So the 3.0 child is 20% more awesome and nth% more trying, so it all depends on the moment over here. She talks/sings/demands through the one naptime, is exceedingly vocal about all her caprices; and is adept at trying to shift the daily narratives ("MOMMY, YOU are not COOPERATING with ME!").  It could be said I exist in parallel: I'm variously vocal about my caprices, am also crafting the daily narrative, but here we diverge -- I long for the shutdown, the quiet renewal. Would that I had a calm nap time, I would gloriously bask. The closest we ever get to naps these days are sporadic car naps, with those figuring in once every three weeks or so. I'd say the last two minutes of our ten minute drive to Trader Joe's she succumbed.
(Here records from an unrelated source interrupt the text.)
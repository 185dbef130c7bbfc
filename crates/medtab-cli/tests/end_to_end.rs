//! Full generate-then-clean runs against the canonical-table invariants.

use std::collections::BTreeSet;

use medtab_cli::cli::{CleanArgs, GenerateArgs};
use medtab_cli::pipeline::{run_clean, run_generate};
use medtab_model::{CellValue, columns};

#[test]
fn generate_then_clean_satisfies_canonical_invariants() {
    let dir = tempfile::tempdir().unwrap();
    let raw_path = run_generate(&GenerateArgs {
        n_records: 200,
        output_dir: dir.path().join("data"),
        seed: Some(11),
    })
    .unwrap();

    let output_file = dir.path().join("cleaned").join("cleaned_data.csv");
    let plot_dir = dir.path().join("cleaned").join("plots");
    let table = run_clean(&CleanArgs {
        input_file: raw_path,
        output_file: output_file.clone(),
        plot_dir: plot_dir.clone(),
    })
    .unwrap();

    assert!(table.height() > 0);
    assert!(table.height() <= 250);

    let pid = table.column_index(columns::PATIENT_ID).unwrap();
    let date = table.column_index(columns::VISIT_DATE).unwrap();
    let age = table.column_index(columns::AGE).unwrap();
    let gender = table.column_index(columns::GENDER).unwrap();
    let insurance = table.column_index(columns::INSURANCE).unwrap();
    let notes = table.column_index(columns::MEDICAL_NOTES).unwrap();
    let temperature = table.column_index(columns::TEMPERATURE).unwrap();
    let bp = table.column_index(columns::BLOOD_PRESSURE).unwrap();

    let mut seen_visits = BTreeSet::new();
    for row in &table.rows {
        let key = format!(
            "{}|{}",
            row[pid].to_output_string(),
            row[date].to_output_string()
        );
        assert!(seen_visits.insert(key), "duplicate visit survived dedup");

        match &row[age] {
            CellValue::Missing => {}
            CellValue::Number(value) => {
                assert!((0.0..=120.0).contains(value), "age {value} out of range")
            }
            other => panic!("unexpected age cell {other:?}"),
        }

        let gender_value = row[gender].as_text().expect("gender must be text");
        assert!(
            ["Male", "Female", "Other"].contains(&gender_value),
            "gender {gender_value:?}"
        );

        let insurance_value = row[insurance].as_text().expect("insurance must be text");
        assert!(!insurance_value.is_empty());
        assert_ne!(insurance_value, "N/A");

        let notes_value = row[notes].as_text().expect("notes must be text");
        assert!(!notes_value.trim().is_empty());

        assert!(
            row[temperature].as_f64().is_some(),
            "temperature must be imputed"
        );

        let bp_value = row[bp].as_text().expect("blood pressure must be text");
        assert!(
            bp_value == "Normal" || bp_value.split('/').count() == 2,
            "blood pressure {bp_value:?}"
        );
    }

    assert!(output_file.exists());
    for chart in medtab_report::CHART_FILES {
        assert!(plot_dir.join(chart).exists(), "missing chart {chart}");
    }
}

#[test]
fn clean_reports_missing_input_file() {
    let dir = tempfile::tempdir().unwrap();
    let err = run_clean(&CleanArgs {
        input_file: dir.path().join("nope.csv"),
        output_file: dir.path().join("out.csv"),
        plot_dir: dir.path().join("plots"),
    })
    .unwrap_err();
    assert!(format!("{err:#}").contains("not found"));
}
Out like a light: I lifted her out of the car seat, with no stirring. Experimentally, I sat us down on a bench by the entrance and she snored softly. Her weight eased against me, her legs dangling on either side of my hips.  I closed my eyes, felt the warm spring breeze and the sun on my face, heard grocery cart clangs and people on their phones. Pat Benatar gave way to "Sussudio" to T'Pau to Soft Cell and I felt mildly shamed to fall so clearly into a target demographic -- I was alternately appalled by the cheese and delighted by old favorites, but I knew every song from its first sound.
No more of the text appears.